The Board is authorized to order the parole of any person confined in any penal institution in Puerto Rico when the attendant circumstances justify the Board in believing with reasonable certainty that such measure will achieve the moral and economic rehabilitation of the delinquent. Two different legal provisions point out (1) the time the Board assumes jurisdiction over the convict and (2) the time when it may order the parole. The Law of Indeterminate Sentences provides that after a person has served the minimum term fixed by the trial court for the offense committed, he shall remain under the jurisdiction of the Board. In the case of persons sentenced to serve more than one indeterminate sentence — concurrent or consecutive — the Board shall acquire jurisdiction when such person has served a prison term equal to the longest minimum term. And that as to the time when the Board may grant a conditional parole once it has acquired jurisdiction the Law of Indeterminate Sentences [554]*554provides it shall not be until it has a reasonable assurance that the favorable rehabilitation aimed at has begun within the delinquent.1
The law creating the Parole Board does not provide, it being unnecessary, the time when the Board assumes jurisdiction over a convict, but as to the time when it may grant parole it repeats, in different words, the provisions of the Law of Indeterminate Sentences. Thus we see, that the law creating the Board provides: “Parole shall be ordered only in the best interest of society and when attendant circumstances justify the Board in believing with reasonable certainty that such measure will achieve the moral and economic rehabilitation of the delinquent . . , .” “No prisoner may be released on parole who has not been confined for such term as, in the judgment of the board, may be necessary in order to start in him the favorable moral change which is indispensable for the attainment of his full moral rehabilitation through his conditional release . . . .”2
[555]*555There is nothing in the law precluding the Parole Board from assuming jurisdiction over a convict, once he has served the longest minimum term of confinement, for the mere fact that he exercised his right to appeal and the appeal is pending decision.
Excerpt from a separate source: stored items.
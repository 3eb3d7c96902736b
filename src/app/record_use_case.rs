use std::sync::Arc;

use tokio::sync::mpsc::UnboundedReceiver;
use tracing::{debug, error, info, warn};

use crate::app::ports::EventSinkPort;
use crate::parser;
use crate::types::PlayerEvent;

/// Use case turning raw log lines into sink records
///
/// Writes are awaited one at a time, so records reach the sink in log order.
/// Sink failures are logged and dropped; nothing is retried or deduplicated.
pub struct RecordEventsUseCase {
    sink: Arc<dyn EventSinkPort>,
}

impl RecordEventsUseCase {
    pub fn new(sink: Arc<dyn EventSinkPort>) -> Self {
        Self { sink }
    }

    /// Consume lines until the follower side of the channel goes away.
    pub async fn run(&self, mut lines: UnboundedReceiver<String>) {
        while let Some(line) = lines.recv().await {
            self.process_line(&line).await;
        }
        warn!("Line stream closed; recorder stopping");
    }

    /// Parse a single line and record every event it yields.
    pub async fn process_line(&self, line: &str) -> Vec<PlayerEvent> {
        let events = parser::parse_line(line);
        if events.is_empty() {
            return events;
        }

        for event in &events {
            crate::metrics::recorder::event_parsed(event.kind);
            debug!(player = %event.player, kind = %event.kind, "Parsed session event");
            self.record(event).await;
        }
        events
    }

    /// Create one sink record for `event`, logging the outcome.
    pub async fn record(&self, event: &PlayerEvent) {
        match self.sink.create_record(event).await {
            Ok(()) => {
                crate::metrics::recorder::write_succeeded();
                info!(
                    player = %event.player,
                    kind = %event.kind,
                    timestamp = %event.iso_timestamp(),
                    sink = self.sink.name(),
                    "Event saved"
                );
            }
            Err(e) => {
                crate::metrics::recorder::write_failed();
                error!(
                    player = %event.player,
                    kind = %event.kind,
                    sink = self.sink.name(),
                    rate_limited = e.is_rate_limited(),
                    error = %e,
                    "Failed to save event"
                );
            }
        }
    }
}

#[cfg(test)]
mod tests {
    use super::*;
    use crate::error::SinkError;
    use crate::types::EventKind;
    use async_trait::async_trait;

    struct MockSink {
        pub records: Arc<tokio::sync::Mutex<Vec<PlayerEvent>>>,
        fail: bool,
    }

    impl MockSink {
        pub fn new(fail: bool) -> Self {
            Self {
                records: Arc::new(tokio::sync::Mutex::new(Vec::new())),
                fail,
            }
        }
    }

    #[async_trait]
    impl EventSinkPort for MockSink {
        async fn create_record(&self, event: &PlayerEvent) -> Result<(), SinkError> {
            self.records.lock().await.push(event.clone());
            if self.fail {
                return Err(SinkError::Api {
                    status: 400,
                    code: "validation_error".to_string(),
                    message: "Event is not a property that exists.".to_string(),
                });
            }
            Ok(())
        }
    }

    #[tokio::test]
    async fn test_join_line_is_recorded() {
        let sink = Arc::new(MockSink::new(false));
        let records = sink.records.clone();
        let use_case = RecordEventsUseCase::new(sink);

        let events = use_case
            .process_line("[12:34:56] [Server thread/INFO]: Alice joined the game")
            .await;

        assert_eq!(events.len(), 1);
        let records = records.lock().await;
        assert_eq!(records.len(), 1);
        assert_eq!(records[0].player, "Alice");
        assert_eq!(records[0].kind, EventKind::Join);
    }

    #[tokio::test]
    async fn test_non_matching_line_writes_nothing() {
        let sink = Arc::new(MockSink::new(false));
        let records = sink.records.clone();
        let use_case = RecordEventsUseCase::new(sink);

        let events = use_case
            .process_line("[12:34:56] [Server thread/INFO]: Done (3.2s)! For help, type \"help\"")
            .await;

        assert!(events.is_empty());
        assert!(records.lock().await.is_empty());
    }

    #[tokio::test]
    async fn test_sink_failure_does_not_stop_processing() {
        let sink = Arc::new(MockSink::new(true));
        let records = sink.records.clone();
        let use_case = RecordEventsUseCase::new(sink);

        use_case
            .process_line("[10:00:00] [Server thread/INFO]: Alice joined the game")
            .await;
        use_case
            .process_line("[10:05:00] [Server thread/INFO]: Alice left the game")
            .await;

        let records = records.lock().await;
        assert_eq!(records.len(), 2);
        assert_eq!(records[1].kind, EventKind::Left);
    }

    #[tokio::test]
    async fn test_replayed_line_is_recorded_twice() {
        let sink = Arc::new(MockSink::new(false));
        let records = sink.records.clone();
        let use_case = RecordEventsUseCase::new(sink);
        let line = "[12:34:56] [Server thread/INFO]: Alice joined the game";

        use_case.process_line(line).await;
        use_case.process_line(line).await;

        let records = records.lock().await;
        assert_eq!(records.len(), 2);
        assert_eq!(records[0], records[1]);
    }

    #[tokio::test]
    async fn test_run_preserves_line_order() {
        let sink = Arc::new(MockSink::new(false));
        let records = sink.records.clone();
        let use_case = RecordEventsUseCase::new(sink);

        let (tx, rx) = tokio::sync::mpsc::unbounded_channel();
        for line in [
            "[10:00:00] [Server thread/INFO]: Alice joined the game",
            "[10:00:01] [Server thread/INFO]: Bob joined the game",
            "[10:00:02] [Server thread/INFO]: Alice left the game",
        ] {
            tx.send(line.to_string()).unwrap();
        }
        drop(tx);

        use_case.run(rx).await;

        let records = records.lock().await;
        let seen: Vec<(&str, EventKind)> = records.iter().map(|e| (e.player.as_str(), e.kind)).collect();
        assert_eq!(
            seen,
            vec![
                ("Alice", EventKind::Join),
                ("Bob", EventKind::Join),
                ("Alice", EventKind::Left),
            ]
        );
    }
}
pub mod config;
pub mod constants;
pub mod error;
pub mod follower;
pub mod logging;
pub mod metrics;
pub mod parser;
pub mod types;

// Application layer and its infrastructure adapters
pub mod app;
pub mod infra;
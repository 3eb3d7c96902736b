use thiserror::Error;

/// Fatal startup errors. Any of these stops the process before a file is watched.
#[derive(Error, Debug)]
pub enum ConfigError {
    #[error("missing required environment variables: {}", .0.join(", "))]
    Missing(Vec<&'static str>),

    #[error("invalid value for {var}: {reason}")]
    Invalid { var: &'static str, reason: String },
}

/// Failures writing to the external sink. Logged and discarded by the recorder.
#[derive(Error, Debug)]
pub enum SinkError {
    #[error("HTTP request failed: {0}")]
    Http(#[from] reqwest::Error),

    #[error("API error ({status} {code}): {message}")]
    Api {
        status: u16,
        code: String,
        message: String,
    },
}

impl SinkError {
    pub fn is_rate_limited(&self) -> bool {
        matches!(self, SinkError::Api { status: 429, .. })
    }
}

/// Failures of a single follow process run. The follower restarts after any of these.
#[derive(Error, Debug)]
pub enum FollowError {
    #[error("failed to spawn '{program}': {source}")]
    Spawn {
        program: String,
        #[source]
        source: std::io::Error,
    },

    #[error("I/O error: {0}")]
    Io(#[from] std::io::Error),

    #[error("follow process has no {0} pipe")]
    MissingPipe(&'static str),

    #[error("line consumer closed")]
    ConsumerClosed,
}

#[cfg(test)]
mod tests {
    use super::*;

    #[test]
    fn missing_lists_every_variable() {
        let err = ConfigError::Missing(vec!["LATEST_LOG_PATH", "NOTION_API_KEY"]);
        assert_eq!(
            err.to_string(),
            "missing required environment variables: LATEST_LOG_PATH, NOTION_API_KEY"
        );
    }

    #[test]
    fn rate_limit_is_detected_by_status() {
        let err = SinkError::Api {
            status: 429,
            code: "rate_limited".to_string(),
            message: "slow down".to_string(),
        };
        assert!(err.is_rate_limited());
        assert_eq!(err.to_string(), "API error (429 rate_limited): slow down");
    }
}
//! CLI mode
//!
//! Commands that run without starting the HTTP server.

use std::fmt;
use std::path::Path;

use colored::Colorize;

use crate::api::jwt::get_jwt_service;
use crate::cli::{Commands, ConfigCommands};
use crate::config::{StaticConfig, get_config};

const DEFAULT_SAMPLE_CONFIG_PATH: &str = "config.example.toml";

#[derive(Debug)]
pub enum CliError {
    ConfigError(String),
    CommandError(String),
}

impl CliError {
    pub fn format_simple(&self) -> String {
        match self {
            CliError::ConfigError(msg) => format!("Config error: {}", msg),
            CliError::CommandError(msg) => format!("Command error: {}", msg),
        }
    }

    pub fn format_colored(&self) -> String {
        match self {
            CliError::ConfigError(msg) => {
                format!("{} {}", "Config error:".yellow().bold(), msg.white())
            }
            CliError::CommandError(msg) => {
                format!("{} {}", "Command error:".red().bold(), msg.white())
            }
        }
    }
}

impl fmt::Display for CliError {
    fn fmt(&self, f: &mut fmt::Formatter<'_>) -> fmt::Result {
        write!(f, "{}", self.format_simple())
    }
}

impl std::error::Error for CliError {}

/// Run a CLI command
pub async fn run_cli(command: Commands) -> Result<(), CliError> {
    match command {
        Commands::Token { user_id, minutes } => issue_token(&user_id, minutes).map(|token| {
            println!("{}", token);
        }),
        Commands::Config {
            action: ConfigCommands::Generate { output_path, force },
        } => config_generate(output_path, force),
        Commands::Serve => Err(CliError::CommandError(
            "serve is handled by server mode".to_string(),
        )),
    }
}

/// 为用户签发 bearer token
///
/// 未配置 `auth.jwt_secret` 时拒绝签发：随机密钥签出的 token 服务端无法校验。
pub fn issue_token(user_id: &str, minutes: Option<u64>) -> Result<String, CliError> {
    let user_id = user_id.trim();
    if user_id.is_empty() {
        return Err(CliError::CommandError("user_id must not be empty".to_string()));
    }

    let config = get_config();
    if config.auth.jwt_secret.is_empty() {
        return Err(CliError::ConfigError(
            "auth.jwt_secret is not set; the server could not verify this token".to_string(),
        ));
    }

    let minutes = minutes.unwrap_or(config.auth.access_token_minutes);
    if minutes == 0 {
        return Err(CliError::CommandError("--minutes must be positive".to_string()));
    }

    eprintln!(
        "{} {} {}",
        "Issuing token for".green(),
        user_id.blue(),
        format!("(valid {} minutes)", minutes).dimmed()
    );

    get_jwt_service()
        .generate_access_token_for(user_id, minutes)
        .map_err(|e| CliError::CommandError(format!("Failed to sign token: {}", e)))
}

/// 生成示例配置文件
pub fn config_generate(output_path: Option<String>, force: bool) -> Result<(), CliError> {
    let path = output_path.unwrap_or_else(|| DEFAULT_SAMPLE_CONFIG_PATH.to_string());

    if !force && Path::new(&path).exists() {
        return Err(CliError::CommandError(format!(
            "{} already exists, pass --force to overwrite",
            path
        )));
    }

    println!(
        "{} {}",
        "Generating configuration file...".yellow(),
        path.blue()
    );

    StaticConfig::default().save_to_file(&path).map_err(|e| {
        CliError::CommandError(format!("Unable to write configuration file: {}", e))
    })?;

    println!(
        "  {} {}",
        "Configuration file generated successfully".green(),
        path.blue()
    );
    println!(
        "  {}",
        "Set auth.jwt_secret before issuing tokens".yellow()
    );
    Ok(())
}
use sea_orm::entity::prelude::*;

#[derive(Clone, Debug, PartialEq, DeriveEntityModel, Eq)]
#[sea_orm(table_name = "links")]
pub struct Model {
    #[sea_orm(primary_key, auto_increment = false)]
    pub id: String,
    pub owner_id: String,
    #[sea_orm(column_type = "Text")]
    pub original_url: String,
    #[sea_orm(unique)]
    pub alias: String,
    pub clicks: i64,
    pub is_password_protected: bool,
    pub password_hash: Option<String>,
    pub password_attempts: i32,
    pub is_active: bool,
    pub created_at: DateTimeUtc,
    pub updated_at: DateTimeUtc,
}

#[derive(Copy, Clone, Debug, EnumIter, DeriveRelation)]
pub enum Relation {}

impl ActiveModelBehavior for ActiveModel {}
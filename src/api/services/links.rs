//! 需要登录的链接管理接口

use std::sync::Arc;

use actix_web::{HttpResponse, Responder, web};
use serde::{Deserialize, Serialize};
use tracing::info;

use crate::api::middleware::Principal;
use crate::services::{CreateLinkRequest, LinkService};
use crate::storage::LinkState;

use super::helpers::api_result;

/// `POST /api/shorten` 请求体
#[derive(Debug, Deserialize)]
#[serde(rename_all = "camelCase")]
pub struct ShortenBody {
    #[serde(default)]
    pub original_url: Option<String>,
    #[serde(default)]
    pub password: Option<String>,
}

/// `PUT /api/toggle/{id}` 响应体
#[derive(Debug, Serialize)]
#[serde(rename_all = "camelCase")]
pub struct ToggleResponse {
    pub success: bool,
    pub is_active: bool,
    pub password_attempts: i32,
    pub message: &'static str,
}

impl From<LinkState> for ToggleResponse {
    fn from(state: LinkState) -> Self {
        Self {
            success: true,
            is_active: state.is_active,
            password_attempts: state.password_attempts,
            message: if state.is_active {
                "Link enabled"
            } else {
                "Link disabled"
            },
        }
    }
}

/// `PUT /api/reset-attempts/{id}` 响应体
#[derive(Debug, Serialize)]
#[serde(rename_all = "camelCase")]
pub struct ResetAttemptsResponse {
    pub success: bool,
    pub password_attempts: i32,
    pub message: &'static str,
}

pub struct LinkApi;

impl LinkApi {
    pub async fn shorten(
        service: web::Data<Arc<LinkService>>,
        principal: web::ReqData<Principal>,
        body: web::Json<ShortenBody>,
    ) -> impl Responder {
        let body = body.into_inner();
        let req = CreateLinkRequest {
            original_url: body.original_url,
            password: body.password,
        };

        api_result(service.create_link(&principal.user_id, req).await)
    }

    pub async fn list(
        service: web::Data<Arc<LinkService>>,
        principal: web::ReqData<Principal>,
    ) -> impl Responder {
        api_result(service.list_links(&principal.user_id).await)
    }

    pub async fn toggle(
        service: web::Data<Arc<LinkService>>,
        principal: web::ReqData<Principal>,
        id: web::Path<String>,
    ) -> impl Responder {
        let result = service.toggle_status(&id, &principal.user_id).await;
        if let Ok(state) = &result {
            info!(
                "User {} toggled link {} (active: {})",
                principal.user_id, id, state.is_active
            );
        }
        api_result(result.map(ToggleResponse::from))
    }

    pub async fn reset_attempts(
        service: web::Data<Arc<LinkService>>,
        principal: web::ReqData<Principal>,
        id: web::Path<String>,
    ) -> HttpResponse {
        let result = service.reset_attempts(&id, &principal.user_id).await;
        api_result(result.map(|state| ResetAttemptsResponse {
            success: true,
            password_attempts: state.password_attempts,
            message: "Password attempts reset",
        }))
    }
}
Although we have not, as yet considered the specific point decided by the Superior Court in this case, we had the opportunity to examine a similar question in People v. Vélez, 76 P.R.R. 135 (1954), although construing the law on suspended sentences and probation. In said case we rejected the contention of the prosecuting attor[556]*556ney to the effect “that since the defendant had taken an appeal, the effects of the sentences were suspended and, therefor, the probation terms were also suspended.” On the contrary, we decided that the privilege of probation ordered in a suspended sentence may not be reversed for the sole reason that an appeal has been taken from the judgment of conviction and likewise, that when a convict accepts probation, he is not thereby waiving his right to appeal.3 Pursuant to the law creating the Board every parolee shall remain under the legal custody and subject to the direct intervention of the Board. 4 L.P.R.A. § 606; Emanuelli v. District Court, 74 P.R.R. 506 (1953). The situation of a convict who has received the benefits of a suspended sentence is not different, except that in the latter case the person on probation remains under the custody of the court although subject to the supervision of the Conditional Release Board. 34 L.P.R.A. § 1027, Cum. Supp. 1964 and 34 L.P.R.A. § 1028.
The purpose of both laws being identical, their correlative provisions must be construed similarly. 67 C.J.S., § 18 at p. 600.
While being on parole appellant herein was, in fact, serving the three sentences outside the prison wall under the custody of the Board although one of said sentences was pending on appeal. Parole, as well as probation, is concerned with rehabilitation of the convicts and not with the determi[557]*557nation of guilt. Berman v. United States, 302 U.S. 211, 82 L.Ed. 204.